Nos encomendamos a vuestras oraciones, en Cristo y María Santísima

P. Jorge Hernández
Religioso del Instituto del Verbo Encarnado
Párroco de Gaza

Noticias desde Gaza. M. María de Nazaret, SSVM

20 de noviembre de 2012

Hoy ha amanecido sobre Gaza el séptimo día de tensión. Desde las primeras horas de la madrugada hemos seguido oyendo el estallido de los misiles, sirenas de ambulancia. La actividad en Gaza sigue prácticamente paralizada en contraste con la labor de los hospitales  que reciben heridos y continúan ininterrumpidamente su labor.

Con el correr de los días, crece el temor, la tensión, el cansancio, ya que es muy difícil conciliar el sueño a causa de los ataques nocturnos. Hemos continuado con el apostolado de las llamadas telefónicas a las familias, algunos de ellos se han mudado a casas de otros familiares en busca de mayor seguridad, otros permanecen en sus casas a pesar de haber sufrido algunos daños en sus viviendas por impactos o explosiones muy cercanos.

Hoy hemos asistido al funeral de Abu Bulus, cristiano ortodoxo de aproximadamente unos 50 años quien padecía problemas cardiacos. Esta ceremonia religiosa ha sido la ocasión para encontrarnos personalmente con varios de los fieles a quienes hemos estado llamando durante  estos días.  Todas las personas con las que hemos hablado nos han agradecido el hecho de comunicarnos con ellos, nos han manifestado  la preocupación por sus hijos. Luego del funeral hemos participado de la Santa Misa, en nuestra parroquia de la Sagrada Familia, acompañados por todas las religiosas presentes en Gaza y por algunos fieles laicos.

Conmueve la información acerca del número de muertos y de personas heridas que va dejando como saldo este enfrentamiento despiadado, que se cobra como víctimas a tantas personas inocentes, principalmente a niños.

El domingo uno de nuestros fieles nos decía: ‘He venido con él a la Santa Misa (su hijo de unos 10 años) para que recemos junto con Uds. El está muy asustado, llora todo el tiempo’. Reacciones nerviosas, accidentes en las casas a consecuencia de estallidos muy cercanos, llanto, miedo, son manifestaciones comunes en los niños de cada familia. Estas son cosas que claman al cielo, estos gemidos penetran el cielo y llegan a Dios.

En nombre de toda la población de Gaza que sufre el flagelo de este enfrentamiento, pero sobre todo en nombre de los niños que inocentemente padecen y mueren queremos hacer un llamado a la paz. La violencia, el mal, en cualquiera de sus manifestaciones no puede ser una alternativa para solucionar dificultades. La violencia jamás resuelve los conflictos ni disminuye sus consecuencias dramáticas.

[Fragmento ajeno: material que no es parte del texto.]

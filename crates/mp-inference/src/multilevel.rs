//! Mediation for clustered data via Gaussian mixed models.
//!
//! The three-model decomposition is the same as [`crate::mediation`],
//! with each regression replaced by a random-intercept (optionally
//! random-slope) LMM over a grouping variable. The bootstrap resamples
//! whole clusters with replacement, keeping within-cluster rows intact;
//! a cluster drawn twice enters the replicate as two distinct groups.
//!
//! Only numeric predictors are supported here; the grouping variable
//! must be categorical.

use crate::bootstrap::{confidence_interval, run_replicates, CiMethod};
use crate::effects::{proportion_mediated, sobel_test};
use crate::formula::{response_vector, DesignBuilder, Term};
use crate::lmm::{fit_lmm, LmmFit, RandomEffects};
use crate::mediation::{
    require_distinct_roles, require_numeric_role, AnalysisOptions, IndirectEffect,
};
use crate::screen::{screen, ScreeningReport};
use mp_core::{Column, Dataset, Error, Result};
use rand::rngs::StdRng;
use rand::Rng;
use serde::{Deserialize, Serialize};

/// Random-effects structure for the multilevel models.
#[derive(Debug, Clone, Copy, PartialEq, Eq, Default, Serialize, Deserialize)]
pub enum RandomSpec {
    /// Random intercept per cluster.
    #[default]
    Intercept,
    /// Random intercept plus a random slope on the predictor.
    InterceptAndSlope,
}

/// Variable roles for a multilevel mediation analysis.
#[derive(Debug, Clone, Serialize, Deserialize)]
pub struct MultilevelMediationSpec {
    /// Outcome Y (numeric).
    pub dependent: String,
    /// Mediator M (numeric).
    pub mediator: String,
    /// Predictor X (numeric).
    pub predictor: String,
    /// Grouping variable (categorical cluster labels).
    pub group: String,
    /// Additional covariates entered in every model.
    pub covariates: Vec<String>,
    /// Random-effects structure.
    pub random: RandomSpec,
    /// Use the REML criterion instead of ML.
    pub reml: bool,
    /// Analysis options.
    pub options: AnalysisOptions,
}

impl MultilevelMediationSpec {
    /// Spec with default options, random intercepts, and no covariates.
    pub fn new(
        dependent: impl Into<String>,
        mediator: impl Into<String>,
        predictor: impl Into<String>,
        group: impl Into<String>,
    ) -> Self {
        Self {
            dependent: dependent.into(),
            mediator: mediator.into(),
            predictor: predictor.into(),
            group: group.into(),
            covariates: Vec::new(),
            random: RandomSpec::default(),
            reml: false,
            options: AnalysisOptions::default(),
        }
    }
}

/// Everything produced by one [`mediate_multilevel`] call.
#[derive(Debug, Clone, Serialize)]
pub struct MultilevelMediationResult {
    /// Y ~ X (+ covariates), random effects by cluster.
    pub total_model: LmmFit,
    /// M ~ X (+ covariates), random effects by cluster.
    pub mediator_model: LmmFit,
    /// Y ~ X + M (+ covariates), random effects by cluster.
    pub full_model: LmmFit,
    /// Effect decomposition for the predictor.
    pub effect: IndirectEffect,
    /// Number of clusters in the analysis rows.
    pub n_groups: usize,
    /// Data screening that preceded the fits.
    pub screening: ScreeningReport,
}

/// Cluster membership over the analysis rows.
struct Clusters {
    /// Row indices per cluster, in order of first appearance.
    rows_by_cluster: Vec<Vec<usize>>,
}

fn cluster_rows(ds: &Dataset, group: &str, rows: &[usize]) -> Result<Clusters> {
    let labels = match ds.require(group)? {
        Column::Categorical(v) => v,
        Column::Numeric(_) => {
            return Err(Error::Validation(format!(
                "grouping variable '{group}' must be categorical"
            )))
        }
    };
    let mut order: Vec<&str> = Vec::new();
    let mut rows_by_cluster: Vec<Vec<usize>> = Vec::new();
    for &i in rows {
        let label = labels[i].as_deref().ok_or_else(|| {
            Error::Validation(format!("grouping variable '{group}' is missing at row {i}"))
        })?;
        match order.iter().position(|&l| l == label) {
            Some(g) => rows_by_cluster[g].push(i),
            None => {
                order.push(label);
                rows_by_cluster.push(vec![i]);
            }
        }
    }
    if rows_by_cluster.len() < 2 {
        return Err(Error::Validation(format!(
            "grouping variable '{group}' has fewer than 2 clusters in the analysis rows"
        )));
    }
    Ok(Clusters { rows_by_cluster })
}

impl Clusters {
    fn n(&self) -> usize {
        self.rows_by_cluster.len()
    }

    /// Flatten a selection of clusters into `(rows, group_idx)`, giving
    /// each selected cluster a fresh group number.
    fn flatten(&self, selected: &[usize]) -> (Vec<usize>, Vec<usize>) {
        let mut rows = Vec::new();
        let mut group_idx = Vec::new();
        for (g, &c) in selected.iter().enumerate() {
            for &i in &self.rows_by_cluster[c] {
                rows.push(i);
                group_idx.push(g);
            }
        }
        (rows, group_idx)
    }
}

/// Run a multilevel mediation analysis.
pub fn mediate_multilevel(
    ds: &Dataset,
    spec: &MultilevelMediationSpec,
) -> Result<MultilevelMediationResult> {
    spec.options.validate()?;
    let mut roles: Vec<&str> =
        vec![&spec.dependent, &spec.mediator, &spec.predictor, &spec.group];
    roles.extend(spec.covariates.iter().map(String::as_str));
    require_distinct_roles(&roles)?;
    require_numeric_role(ds, &spec.dependent, "dependent")?;
    require_numeric_role(ds, &spec.mediator, "mediator")?;
    require_numeric_role(ds, &spec.predictor, "predictor")?;

    let screening = screen(ds, &roles, spec.options.outlier_policy)?;
    let clusters = cluster_rows(ds, &spec.group, &screening.analysis_rows)?;
    let all: Vec<usize> = (0..clusters.n()).collect();
    let (rows, group_idx) = clusters.flatten(&all);

    let mut x_terms = vec![Term::main(&spec.predictor)];
    let mut xm_terms = vec![Term::main(&spec.predictor), Term::main(&spec.mediator)];
    for c in &spec.covariates {
        x_terms.push(Term::main(c));
        xm_terms.push(Term::main(c));
    }
    let builder_x = DesignBuilder::new(ds, &x_terms)?;
    let builder_xm = DesignBuilder::new(ds, &xm_terms)?;
    let x_col = builder_x.main_effect_columns(&spec.predictor)[0];
    let x_col_full = builder_xm.main_effect_columns(&spec.predictor)[0];
    let re_x = match spec.random {
        RandomSpec::Intercept => RandomEffects::Intercept,
        RandomSpec::InterceptAndSlope => RandomEffects::InterceptSlope { column: x_col },
    };
    let re_xm = match spec.random {
        RandomSpec::Intercept => RandomEffects::Intercept,
        RandomSpec::InterceptAndSlope => RandomEffects::InterceptSlope { column: x_col_full },
    };

    let fit_three = |rows: &[usize], group_idx: &[usize], n_groups: usize, all_three: bool|
     -> Result<(Option<LmmFit>, LmmFit, LmmFit)> {
        let y = response_vector(ds, &spec.dependent, rows)?;
        let m = response_vector(ds, &spec.mediator, rows)?;
        let dx = builder_x.build(ds, rows)?;
        let dxm = builder_xm.build(ds, rows)?;
        let total = if all_three {
            Some(fit_lmm(
                dx.clone(),
                y.clone(),
                builder_x.column_names(),
                group_idx,
                n_groups,
                re_x,
                spec.reml,
            )?)
        } else {
            None
        };
        let mediator = fit_lmm(
            dx,
            m,
            builder_x.column_names(),
            group_idx,
            n_groups,
            re_x,
            spec.reml,
        )?;
        let full = fit_lmm(
            dxm,
            y,
            builder_xm.column_names(),
            group_idx,
            n_groups,
            re_xm,
            spec.reml,
        )?;
        Ok((total, mediator, full))
    };

    let (total_model, mediator_model, full_model) =
        fit_three(&rows, &group_idx, clusters.n(), true)?;
    let total_model = total_model.ok_or_else(|| {
        Error::Computation("total model missing from multilevel fit".to_string())
    })?;

    let x_name = builder_x.column_names()[x_col].clone();
    let missing = |what: &str| Error::Computation(format!("{what} missing from multilevel fit"));
    let a = mediator_model.coef(&x_name).ok_or_else(|| missing("a path"))?;
    let se_a = mediator_model.se(&x_name).ok_or_else(|| missing("a path SE"))?;
    let b = full_model.coef(&spec.mediator).ok_or_else(|| missing("b path"))?;
    let se_b = full_model.se(&spec.mediator).ok_or_else(|| missing("b path SE"))?;
    let direct = full_model.coef(&x_name).ok_or_else(|| missing("direct effect"))?;
    let total = total_model.coef(&x_name).ok_or_else(|| missing("total effect"))?;
    let indirect = a * b;

    // Cluster bootstrap of the indirect effect.
    let indirect_for = |selected: &[usize]| -> Result<f64> {
        let (rows, group_idx) = clusters.flatten(selected);
        let (_, med, full) = fit_three(&rows, &group_idx, selected.len(), false)?;
        let a = med.coef(&x_name).ok_or_else(|| missing("a path"))?;
        let b = full.coef(&spec.mediator).ok_or_else(|| missing("b path"))?;
        Ok(a * b)
    };
    let n_clusters = clusters.n();
    let run = run_replicates(spec.options.n_boot, spec.options.seed, |rng: &mut StdRng| {
        let selected: Vec<usize> =
            (0..n_clusters).map(|_| rng.gen_range(0..n_clusters)).collect();
        Ok(vec![indirect_for(&selected)?])
    })?;

    // Leave-one-cluster-out estimates for BCa.
    let jackknife: Option<Vec<f64>> = match spec.options.ci_method {
        CiMethod::Percentile => None,
        CiMethod::Bca => {
            let mut out = Vec::with_capacity(n_clusters);
            for drop in 0..n_clusters {
                let selected: Vec<usize> = (0..n_clusters).filter(|&c| c != drop).collect();
                out.push(indirect_for(&selected)?);
            }
            Some(out)
        }
    };

    let samples = run.statistic(0);
    let bootstrap = confidence_interval(
        indirect,
        &samples,
        jackknife.as_deref(),
        spec.options.conf_level,
        spec.options.ci_method,
        run.n_failed,
    )?;

    let effect = IndirectEffect {
        term: x_name,
        a,
        se_a,
        b,
        se_b,
        indirect,
        direct,
        total,
        proportion_mediated: proportion_mediated(indirect, total),
        sobel: sobel_test(a, se_a, b, se_b, spec.options.sobel_variant)?,
        bootstrap,
    };

    Ok(MultilevelMediationResult {
        total_model,
        mediator_model,
        full_model,
        effect,
        n_groups: n_clusters,
        screening,
    })
}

Ningún hombre puede eludir su compromiso por la paz; los creyentes de todas las religiones junto a los hombres de buena voluntad están llamados a construir la paz. Nosotros elevamos nuestras oraciones a Dios, cifrando la esperanza en Jesucristo: El es nuestra paz, El ha derribado el muro divisorio: la enemistad. El vino para anunciar la paz (Ef 2,14.17). Quiera Él, concedernos a todos este don tan preciado convertido en el  anhelo que hoy brota de los más profundo de nuestros corazones.